Extracted data entries:
···

//! Month-start bucketing and forward-fill onto a shared timeline.

use chrono::{Datelike, Months, NaiveDate};
use tracing::debug;

use crate::domain::{MonthlyPoint, MonthlySeries, RawSeries};
use crate::error::CoreError;

/// First day of `date`'s month.
pub fn month_start(date: NaiveDate) -> NaiveDate {
    date.with_day(1).unwrap_or(date)
}

/// Shift by whole months, saturating at the representable date range.
pub fn add_months(date: NaiveDate, n: i32) -> NaiveDate {
    if n >= 0 {
        date.checked_add_months(Months::new(n as u32))
            .unwrap_or(NaiveDate::MAX)
    } else {
        date.checked_sub_months(Months::new(n.unsigned_abs()))
            .unwrap_or(NaiveDate::MIN)
    }
}

/// Signed number of calendar months from `from` to `to` (day-of-month ignored).
pub fn months_between(from: NaiveDate, to: NaiveDate) -> i32 {
    (to.year() - from.year()) * 12 + to.month0() as i32 - from.month0() as i32
}

/// A contiguous, strictly increasing run of month-start dates.
#[derive(Debug, Clone, PartialEq, Eq, Default)]
pub struct Timeline {
    months: Vec<NaiveDate>,
}

impl Timeline {
    /// Every month from `first` through `last` inclusive (both snapped to month start).
    pub fn spanning(first: NaiveDate, last: NaiveDate) -> Self {
        let first = month_start(first);
        let last = month_start(last);
        let n = months_between(first, last);
        if n < 0 {
            return Self::default();
        }
        Self {
            months: (0..=n).map(|i| add_months(first, i)).collect(),
        }
    }

    /// Accept an explicit month list; it must already be a hole-free monthly run.
    pub fn from_months(months: Vec<NaiveDate>) -> Result<Self, CoreError> {
        for (i, &m) in months.iter().enumerate() {
            if m.day() != 1 {
                return Err(CoreError::malformed("timeline", format!("{m} is not a month start")));
            }
            if i > 0 && months_between(months[i - 1], m) != 1 {
                return Err(CoreError::malformed(
                    "timeline",
                    format!("{} is not the month after {}", m, months[i - 1]),
                ));
            }
        }
        Ok(Self { months })
    }

    pub fn months(&self) -> &[NaiveDate] {
        &self.months
    }

    pub fn len(&self) -> usize {
        self.months.len()
    }

    pub fn is_empty(&self) -> bool {
        self.months.is_empty()
    }

    pub fn first(&self) -> Option<NaiveDate> {
        self.months.first().copied()
    }

    pub fn last(&self) -> Option<NaiveDate> {
        self.months.last().copied()
    }
}

/// Reject raw input that breaks the source contract.
pub fn validate_raw(raw: &RawSeries) -> Result<(), CoreError> {
    for (i, obs) in raw.observations.iter().enumerate() {
        if !obs.value.is_finite() {
            return Err(CoreError::malformed(
                &raw.id,
                format!("non-finite value at {}", obs.date),
            ));
        }
        if i == 0 {
            continue;
        }
        let prev = raw.observations[i - 1].date;
        if obs.date == prev {
            return Err(CoreError::malformed(&raw.id, format!("duplicate date {}", obs.date)));
        }
        if obs.date < prev {
            return Err(CoreError::malformed(
                &raw.id,
                format!("dates out of order: {} follows {}", obs.date, prev),
            ));
        }
    }
    Ok(())
}

/// Group observations by month start; several readings in one month are averaged.
pub fn bucket_monthly(raw: &RawSeries) -> Result<Vec<(NaiveDate, f64)>, CoreError> {
    validate_raw(raw)?;

    let mut out: Vec<(NaiveDate, f64)> = Vec::new();
    let mut current: Option<(NaiveDate, f64, usize)> = None;

    for obs in &raw.observations {
        let month = month_start(obs.date);
        match current {
            Some((m, sum, n)) if m == month => current = Some((m, sum + obs.value, n + 1)),
            Some((m, sum, n)) => {
                out.push((m, sum / n as f64));
                current = Some((month, obs.value, 1));
            }
            None => current = Some((month, obs.value, 1)),
        }
    }
    if let Some((m, sum, n)) = current {
        out.push((m, sum / n as f64));
    }

    Ok(out)
}

/// Month range covering every series in the working set: from the earliest
/// first-observation month to the latest last-observation month.
///
/// Empty series do not widen the range.
pub fn derive_timeline(series: &[RawSeries]) -> Timeline {
    let mut first: Option<NaiveDate> = None;
    let mut last: Option<NaiveDate> = None;
    for s in series {
        for obs in &s.observations {
            first = Some(first.map_or(obs.date, |f| f.min(obs.date)));
            last = Some(last.map_or(obs.date, |l| l.max(obs.date)));
        }
    }
    match (first, last) {
        (Some(f), Some(l)) => Timeline::spanning(f, l),
        _ => Timeline::default(),
    }
}

/// Resample `raw` to one value per timeline month.
///
/// Months without a reading carry the latest earlier value forward (including
/// readings dated before the timeline). Months before the first reading stay `None`.
pub fn resample(raw: &RawSeries, timeline: &Timeline) -> Result<MonthlySeries, CoreError> {
    let buckets = bucket_monthly(raw)?;

    let mut pending = buckets.iter().peekable();
    let mut carry: Option<f64> = None;
    let mut points = Vec::with_capacity(timeline.len());

    for &month in timeline.months() {
        while let Some(&&(bucket, value)) = pending.peek() {
            if bucket > month {
                break;
            }
            carry = Some(value);
            pending.next();
        }
        points.push(MonthlyPoint { date: month, value: carry });
    }

    Ok(MonthlySeries::new(raw.id.clone(), points))
}

/// A working set of series sharing one monthly timeline.
#[derive(Debug, Clone, PartialEq, Default)]
pub struct AlignedSet {
    timeline: Timeline,
    series: Vec<MonthlySeries>,
}

impl AlignedSet {
    pub fn timeline(&self) -> &Timeline {
        &self.timeline
    }

    pub fn get(&self, id: &str) -> Option<&MonthlySeries> {
        self.series.iter().find(|s| s.id == id)
    }

    pub fn iter(&self) -> std::slice::Iter<'_, MonthlySeries> {
        self.series.iter()
    }

    pub fn ids(&self) -> impl Iterator<Item = &str> {
        self.series.iter().map(|s| s.id.as_str())
    }

    pub fn len(&self) -> usize {
        self.series.len()
    }

    pub fn is_empty(&self) -> bool {
        self.series.is_empty()
    }
}

/// Validate every series, derive the shared timeline and resample each onto it.
pub fn align(series: &[RawSeries]) -> Result<AlignedSet, CoreError> {
    for (i, s) in series.iter().enumerate() {
        if series[..i].iter().any(|other| other.id == s.id) {
            return Err(CoreError::malformed(&s.id, "series supplied more than once"));
        }
        validate_raw(s)?;
    }

    let timeline = derive_timeline(series);
    let aligned = series
        .iter()
        .map(|s| resample(s, &timeline))
        .collect::<Result<Vec<_>, _>>()?;

    debug!(
        series = aligned.len(),
        months = timeline.len(),
        first = ?timeline.first(),
        last = ?timeline.last(),
        "aligned series onto monthly timeline"
    );

    Ok(AlignedSet {
        timeline,
        series: aligned,
    })
}
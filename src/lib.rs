//! `cut-cycles` library crate.
//!
//! Aligns FRED series of mixed cadence onto one monthly timeline, detects
//! easing cycles in the policy rate and reports how lending rates, credit
//! quality and spending moved around each cycle.
//!
//! The binary (`cuts`) is a thin wrapper around this library so the core
//! stays testable without spawning processes.

pub mod app;
pub mod cli;
pub mod cycles;
pub mod data;
pub mod domain;
pub mod error;
pub mod io;
pub mod plot;
pub mod report;
pub mod resample;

···

▸ **Task brief**: Copy every line of the data where "latest" is found.

▸ **Written response**:
/// first-observation month to the latest last-observation month.
/// Months without a reading carry the latest earlier value forward (including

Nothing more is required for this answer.